_THE PROBLEM_
Everything from the first line below through the line with "let vol_sqrt_t = sigma * T.sqrt();" is to be transcribed exactly, and nothing past it.

_DATA_
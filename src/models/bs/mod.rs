// Closed-form Black-Scholes values for European calls and puts without dividends.
// Degenerate inputs are reported as errors rather than priced at intrinsic value.

use crate::error::PricingResult;
use crate::models::utils::{discount_factor, standard_normal};
use crate::sweep::types::MarketParams;
use statrs::distribution::ContinuousCDF;

/// The `(d1, d2)` pair of the Black-Scholes formula.
#[allow(non_snake_case)]
pub fn d1_d2(params: &MarketParams) -> PricingResult<(f64, f64)> {
    params.validate()?;
    let MarketParams {
        spot: S,
        strike: K,
        rate: r,
        expiry: T,
        sigma,
    } = *params;

    let vol_sqrt_t = sigma * T.sqrt();
    let d1 = ((S / K).ln() + (r + 0.5 * sigma.powi(2)) * T) / vol_sqrt_t;
    let d2 = d1 - vol_sqrt_t;
    Ok((d1, d2))
}

/// Price of a European call option under Black-Scholes assumptions.
pub fn bs_call_price(params: &MarketParams) -> PricingResult<f64> {
    let (d1, d2) = d1_d2(params)?;
    let n = standard_normal()?;
    let df = discount_factor(params.rate, params.expiry);
    Ok(params.spot * n.cdf(d1) - params.strike * df * n.cdf(d2))
}

/// Price of a European put option under Black-Scholes assumptions.
pub fn bs_put_price(params: &MarketParams) -> PricingResult<f64> {
    let (d1, d2) = d1_d2(params)?;
    let n = standard_normal()?;
    let df = discount_factor(params.rate, params.expiry);
    Ok(params.strike * df * n.cdf(-d2) - params.spot * n.cdf(-d1))
}

/// Call and put values for the same contract, in that order.
pub fn bs_prices(params: &MarketParams) -> PricingResult<(f64, f64)> {
    Ok((bs_call_price(params)?, bs_put_price(params)?))
}

#[cfg(test)]
mod tests {
    use super::*;
    use crate::error::ErrorKind;

    #[test]
    fn reference_values_for_default_contract() {
        let (call, put) = bs_prices(&MarketParams::default()).unwrap();
        assert!((call - 8.2600).abs() < 1e-3, "call = {}", call);
        assert!((put - 5.7910).abs() < 1e-3, "put = {}", put);
    }

    #[test]
    fn put_call_parity_holds() {
        let cases = [
            MarketParams::new(100.0, 100.0, 0.05, 0.5, 0.25),
            MarketParams::new(80.0, 100.0, 0.01, 2.0, 0.4),
            MarketParams::new(120.0, 95.0, 0.10, 0.1, 0.15),
            MarketParams::new(50.0, 60.0, -0.01, 1.0, 0.8),
        ];
        for p in cases {
            let (call, put) = bs_prices(&p).unwrap();
            let forward_gap = p.spot - p.strike * (-p.rate * p.expiry).exp();
            assert!(
                (call - put - forward_gap).abs() < 1e-9,
                "parity violated for {:?}",
                p
            );
        }
    }

    #[test]
    fn at_the_money_options_have_time_value() {
        for (r, t, sigma) in [(0.05, 0.5, 0.25), (0.0, 1.0, 0.1), (0.2, 3.0, 0.6)] {
            let p = MarketParams::new(100.0, 100.0, r, t, sigma);
            let (call, put) = bs_prices(&p).unwrap();
            assert!(call > 0.0);
            assert!(put > 0.0);
        }
    }

    #[test]
    fn d2_is_d1_shifted_by_total_vol() {
        let p = MarketParams::default();
        let (d1, d2) = d1_d2(&p).unwrap();
        assert!((d1 - d2 - p.sigma * p.expiry.sqrt()).abs() < 1e-12);
    }

    #[test]
    fn zero_volatility_or_expiry_is_degenerate() {
        let zero_vol = MarketParams {
            sigma: 0.0,
            ..MarketParams::default()
        };
        let zero_t = MarketParams {
            expiry: 0.0,
            ..MarketParams::default()
        };
        assert_eq!(
            bs_call_price(&zero_vol).unwrap_err().kind(),
            ErrorKind::ArithmeticDegeneracy
        );
        assert_eq!(
            bs_put_price(&zero_t).unwrap_err().kind(),
            ErrorKind::ArithmeticDegeneracy
        );
    }
}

_EXERCISE RESPONSE_
filename src/models/bs/mod.rs
// Closed-form Black-Scholes values for European calls and puts without dividends.
// Degenerate inputs are reported as errors rather than priced at intrinsic value.

use crate::error::PricingResult;
use crate::models::utils::{discount_factor, standard_normal};
use crate::sweep::types::MarketParams;
use statrs::distribution::ContinuousCDF;

/// The `(d1, d2)` pair of the Black-Scholes formula.
#[allow(non_snake_case)]
pub fn d1_d2(params: &MarketParams) -> PricingResult<(f64, f64)> {
    params.validate()?;
    let MarketParams {
        spot: S,
        strike: K,
        rate: r,
        expiry: T,
        sigma,
    } = *params;

    let vol_sqrt_t = sigma * T.sqrt();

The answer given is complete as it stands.